Murakami did not write any fiction until his early thirties. According to Murakami, he was suddenly and inexplicably inspired to write his first novel (Hear the Wind Sing, 1979) while watching a baseball game. Murakami worked on it for several months in very brief stretches after working days at the bar (resulting in a fragmented, jumpy text in short chapters). After finishing, he sent his novel to the only literary contest that would accept a work of that length, and won first prize. Even in this first work many of the basic elements of Murakami's mature writing are in place: Westernized style, idiosyncratic humor, and poignant nostalgia.

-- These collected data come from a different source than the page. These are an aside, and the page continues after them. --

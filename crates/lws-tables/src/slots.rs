//! Three-slot persistence.
//!
//! `<name>.tf1` is the primary copy, `<name>.tf2` the previous one and
//! `<name>.tf3` a save in progress. A save writes `.tf3`, syncs it, moves
//! `.tf1` to `.tf2` and finally `.tf3` to `.tf1`, so at every instant at
//! least one complete copy exists.

use std::fs::{self, File};
use std::io::{self, Write};
use std::path::{Path, PathBuf};

use lws_config::{log_tables_debug, log_tables_warn};
use tracing::instrument;

use crate::{Result, TableError};

#[derive(Debug, Clone)]
pub struct SlotFiles {
    dir: PathBuf,
    name: String,
}

/// A table decoded from disk.
#[derive(Debug)]
pub struct Loaded<T> {
    pub value: T,
    /// The primary was unreadable and the backup was used instead
    pub from_backup: bool,
}

impl SlotFiles {
    pub fn new(dir: impl Into<PathBuf>, name: impl Into<String>) -> Self {
        Self {
            dir: dir.into(),
            name: name.into(),
        }
    }

    pub fn primary(&self) -> PathBuf {
        self.dir.join(format!("{}.tf1", self.name))
    }

    pub fn backup(&self) -> PathBuf {
        self.dir.join(format!("{}.tf2", self.name))
    }

    pub fn in_progress(&self) -> PathBuf {
        self.dir.join(format!("{}.tf3", self.name))
    }

    /// Repair the slot set after an interrupted save.
    pub fn recover(&self) -> Result<()> {
        remove_if_exists(&self.in_progress())?;
        let primary = self.primary();
        let backup = self.backup();
        if !primary.exists() && backup.exists() {
            log_tables_warn!(
                "Promoting backup table",
                table = self.name.as_str()
            );
            fs::rename(&backup, &primary)?;
        }
        Ok(())
    }

    /// Load and decode the table. `Ok(None)` when no slot exists.
    #[instrument(skip(self, decode), fields(table = %self.name), level = "debug")]
    pub fn load_with<T, F>(&self, decode: F) -> Result<Option<Loaded<T>>>
    where
        F: Fn(&[u8], &Path) -> Result<T>,
    {
        self.recover()?;
        let primary = self.primary();
        let bytes = match fs::read(&primary) {
            Ok(b) => b,
            Err(e) if e.kind() == io::ErrorKind::NotFound => return Ok(None),
            Err(e) => return Err(e.into()),
        };

        match decode(&bytes, &primary) {
            Ok(value) => Ok(Some(Loaded {
                value,
                from_backup: false,
            })),
            Err(err @ TableError::InvalidTable { .. }) => {
                let backup = self.backup();
                let Ok(backup_bytes) = fs::read(&backup) else {
                    return Err(err);
                };
                match decode(&backup_bytes, &backup) {
                    Ok(value) => {
                        log_tables_warn!(
                            "Primary table invalid, using backup",
                            table = self.name.as_str(),
                            error = tracing::field::display(&err)
                        );
                        Ok(Some(Loaded {
                            value,
                            from_backup: true,
                        }))
                    }
                    Err(_) => Err(err),
                }
            }
            Err(e) => Err(e),
        }
    }

    /// Write a new primary copy, keeping the old one as backup.
    #[instrument(skip(self, bytes), fields(table = %self.name, len = bytes.len()), level = "debug")]
    pub fn save(&self, bytes: &[u8]) -> Result<()> {
        fs::create_dir_all(&self.dir)?;
        let in_progress = self.in_progress();
        let written = (|| -> io::Result<()> {
            let mut file = File::create(&in_progress)?;
            file.write_all(bytes)?;
            file.sync_all()
        })();
        if let Err(e) = written {
            let _ = fs::remove_file(&in_progress);
            return Err(e.into());
        }

        let primary = self.primary();
        if primary.exists() {
            fs::rename(&primary, self.backup())?;
        }
        fs::rename(&in_progress, &primary)?;
        log_tables_debug!("Saved table", table = self.name.as_str());
        Ok(())
    }

    /// Remove every slot.
    pub fn delete(&self) -> Result<()> {
        for path in [self.primary(), self.backup(), self.in_progress()] {
            remove_if_exists(&path)?;
        }
        Ok(())
    }
}

fn remove_if_exists(path: &Path) -> Result<()> {
    match fs::remove_file(path) {
        Ok(()) => Ok(()),
        Err(e) if e.kind() == io::ErrorKind::NotFound => Ok(()),
        Err(e) => Err(e.into()),
    }
}

/// A table persisted through [`SlotFiles`].
pub trait MetadataTable: Default + Sized {
    /// Slot base name, e.g. `pendingchanges`
    const NAME: &'static str;

    fn decode(bytes: &[u8], path: &Path) -> Result<Self>;
    fn encode(&self) -> Result<Vec<u8>>;

    fn is_dirty(&self) -> bool;
    fn set_dirty(&mut self, dirty: bool);

    /// Hook run right before a dirty table is encoded.
    fn before_save(&mut self) {}

    /// Load from `dir`; an absent table loads empty. A table recovered from
    /// its backup comes back dirty so the next save rewrites the primary.
    fn load(dir: &Path) -> Result<Self> {
        match SlotFiles::new(dir, Self::NAME).load_with(Self::decode)? {
            Some(loaded) => {
                let mut table = loaded.value;
                table.set_dirty(loaded.from_backup);
                Ok(table)
            }
            None => Ok(Self::default()),
        }
    }

    /// Save to `dir` when dirty.
    fn save(&mut self, dir: &Path) -> Result<()> {
        if !self.is_dirty() {
            return Ok(());
        }
        self.before_save();
        let bytes = self.encode()?;
        SlotFiles::new(dir, Self::NAME).save(&bytes)?;
        self.set_dirty(false);
        Ok(())
    }
}

#[cfg(test)]
mod tests {
    use super::*;
    use tempfile::TempDir;

    fn decode_text(bytes: &[u8], path: &Path) -> Result<String> {
        let s = String::from_utf8(bytes.to_vec()).map_err(|_| TableError::InvalidTable {
            path: path.to_path_buf(),
            reason: "not utf-8".into(),
        })?;
        if s.starts_with("ok:") {
            Ok(s)
        } else {
            Err(TableError::InvalidTable {
                path: path.to_path_buf(),
                reason: "bad header".into(),
            })
        }
    }

    #[test]
    fn test_save_rotates_primary_into_backup() {
        let temp = TempDir::new().unwrap();
        let slots = SlotFiles::new(temp.path(), "t");
        slots.save(b"ok:1").unwrap();
        slots.save(b"ok:2").unwrap();
        assert_eq!(fs::read(slots.primary()).unwrap(), b"ok:2");
        assert_eq!(fs::read(slots.backup()).unwrap(), b"ok:1");
        assert!(!slots.in_progress().exists());
    }

    #[test]
    fn test_missing_table_loads_none() {
        let temp = TempDir::new().unwrap();
        let slots = SlotFiles::new(temp.path(), "t");
        assert!(slots.load_with(decode_text).unwrap().is_none());
    }

    #[test]
    fn test_stray_in_progress_is_deleted() {
        let temp = TempDir::new().unwrap();
        let slots = SlotFiles::new(temp.path(), "t");
        slots.save(b"ok:1").unwrap();
        fs::write(slots.in_progress(), b"half writ").unwrap();
        let loaded = slots.load_with(decode_text).unwrap().unwrap();
        assert_eq!(loaded.value, "ok:1");
        assert!(!slots.in_progress().exists());
    }

    #[test]
    fn test_backup_promoted_when_primary_missing() {
        let temp = TempDir::new().unwrap();
        let slots = SlotFiles::new(temp.path(), "t");
        fs::write(slots.backup(), b"ok:old").unwrap();
        let loaded = slots.load_with(decode_text).unwrap().unwrap();
        assert_eq!(loaded.value, "ok:old");
        assert!(!loaded.from_backup);
        assert!(slots.primary().exists());
    }

    #[test]
    fn test_invalid_primary_falls_back_to_backup() {
        let temp = TempDir::new().unwrap();
        let slots = SlotFiles::new(temp.path(), "t");
        slots.save(b"ok:1").unwrap();
        slots.save(b"ok:2").unwrap();
        fs::write(slots.primary(), b"garbage").unwrap();

        let loaded = slots.load_with(decode_text).unwrap().unwrap();
        assert_eq!(loaded.value, "ok:1");
        assert!(loaded.from_backup);
    }

    #[test]
    fn test_both_slots_invalid_fails() {
        let temp = TempDir::new().unwrap();
        let slots = SlotFiles::new(temp.path(), "t");
        fs::write(slots.primary(), b"bad").unwrap();
        fs::write(slots.backup(), b"worse").unwrap();
        assert!(matches!(
            slots.load_with(decode_text),
            Err(TableError::InvalidTable { .. })
        ));
    }
}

His initial success encouraged him to keep writing. A year later he published Pinball, 1973, a sequel. In 1982 he published A Wild Sheep Chase, a critical success, which makes original use of fantastic elements and has a uniquely disconnected plot. Hear the Wind Sing, Pinball and A Wild Sheep Chase form the "Trilogy of the Rat" (a sequel, Dance, Dance, Dance, was later written but is not considered part of the series), centered on the same unnamed narrator and his friend called "the Rat". However, his first two novels are out of print in English translation outside of Japan. According to Murakami (Publishers Weekly, 1991), he considers his first two novels "weak," and was not eager to have them translated into English. A Wild Sheep Chase was "the first book where I could feel a kind of sensation, the joy of telling a story. When you read a good story, you just keep reading. When I write a good story, I just keep writing."
Wider recognition
In 1985 he wrote Hard-Boiled Wonderland and the End of the World, a dreamlike fantasy which takes the magical elements in his work to a new extreme.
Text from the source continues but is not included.